Visit the St. Louis County Public Library and you’ll see the angular stained glass figures of Meriwether Lewis, William Clark, and Sacajawea set in a window, floating over the locals reading and browsing book titles below them. It’s one of the most famous pieces of artwork in the city, in a medium that was once on the decline but has remained a mainstay in the St. Louis’s tradition of art and craftsmanship.
Once a popular art form known for its place in churches and cathedrals, stained glass saw a decrease in demand in the 1970s and 1980s as secular tides impacted church budgets and cultural appetite for the traditionally Christian artform. In St. Louis, Emil Frei & Associates, a fifth generation family-owned studio, has weathered those changes through a combination of staunch adherence to the tradition of the artform, and, at the same time, an open minded interpretation of what stained glass can be in modern times.
Emil Frei, the founder of the studio, was born in 1869 in Bavaria, but immigrated to the United States and opened Emil Frei Art Glass in 1898. Over time, the studio developed a nationwide reputation for lifelike Biblical scenes. In fact, many of the artists at Emil Frei would spend their whole career painting only faces and hands. That meticulous attention to detail has never wavered, and neither has the studio’s mission of education about its craft.

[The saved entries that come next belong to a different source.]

/// 提供目前出示的折扣碼，例如來自 session
pub trait DiscountCodeSource: Send + Sync {
    fn current_discount_code(&self) -> Option<String>;
}

impl<F> DiscountCodeSource for F
where
    F: Fn() -> Option<String> + Send + Sync,
{
    fn current_discount_code(&self) -> Option<String> {
        self()
    }
}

In the 1960s, Emil Frei & Associates collaborated with artist Robert Harmon and architect Frederick Dunn, FAIA to produce the architecturally modernist Lewis and Clark Library. “It was a poster child of how mid-century [architecture] should have been done,” Aaron Frei — who just took the helm of the family studio in 2016 — says of the original structure. The library included natural light as a central feature, as is typical of mid-century buildings — perfect for a light-centric canvas for stained glass artists to play with and use. Visitors could see the stained glass depiction of Lewis, Clark, and Sacajawea from both the inside and outside of the building (a departure from the norm; traditionally, stained glass was meant to be seen only from the inside), but Frei’s unconventional commissioned piece for the library gave new meaning to public art.
Now, the original stained glass installation is on display in the windows of the new St. Louis County Library, thanks to local preservationists who fought to save it when the library was rebuilt in 2015. It can still be viewed from both indoors and outdoors, but the more elaborate background panes are gone, which makes Frei nostalgic for that piece and for its first home.“The original was so compelling because it set the characters of Lewis and Clark and Sacajawea in the context of a journey,” Aaron says. “Lewis and Clark were pioneers, and that was set within a very modern, pioneering attempt at a new kind of library. There was kinship between the patronage of the library and the style of art and architecture.”
You can find other work by Emil Frei Studio everywhere from the Basilica of the National Shrine of the Immaculate Conception in Washington, D.C. to the Dana Farber Cancer Institute in Boston. But the studio has left its mark on its hometown: You can see its work at the Cathedral Basilica of Saint Louis, the Francis Xavier College Church, Kenrick-Glennon Seminary, and St. Francis De Sales in addition to the library.
As for the future of stained glass, Frei is hopeful and positive, admitting he loves the way more modern architects, like Frank Lloyd Wright, incorporated the medium into their work. “There’s an ethereal nature to [stained glass] that almost defies our immediate understanding,” he says. “For some reason, it’s had a hard time pushing beyond that boundary of Christian art. I think stained glass has a place in the secular world. It can speak across time, culture, geography to people of all stands in life. All situations. Some of my favorite pieces are ones that don’t depict Christian iconography. That speaks to the power of beauty.”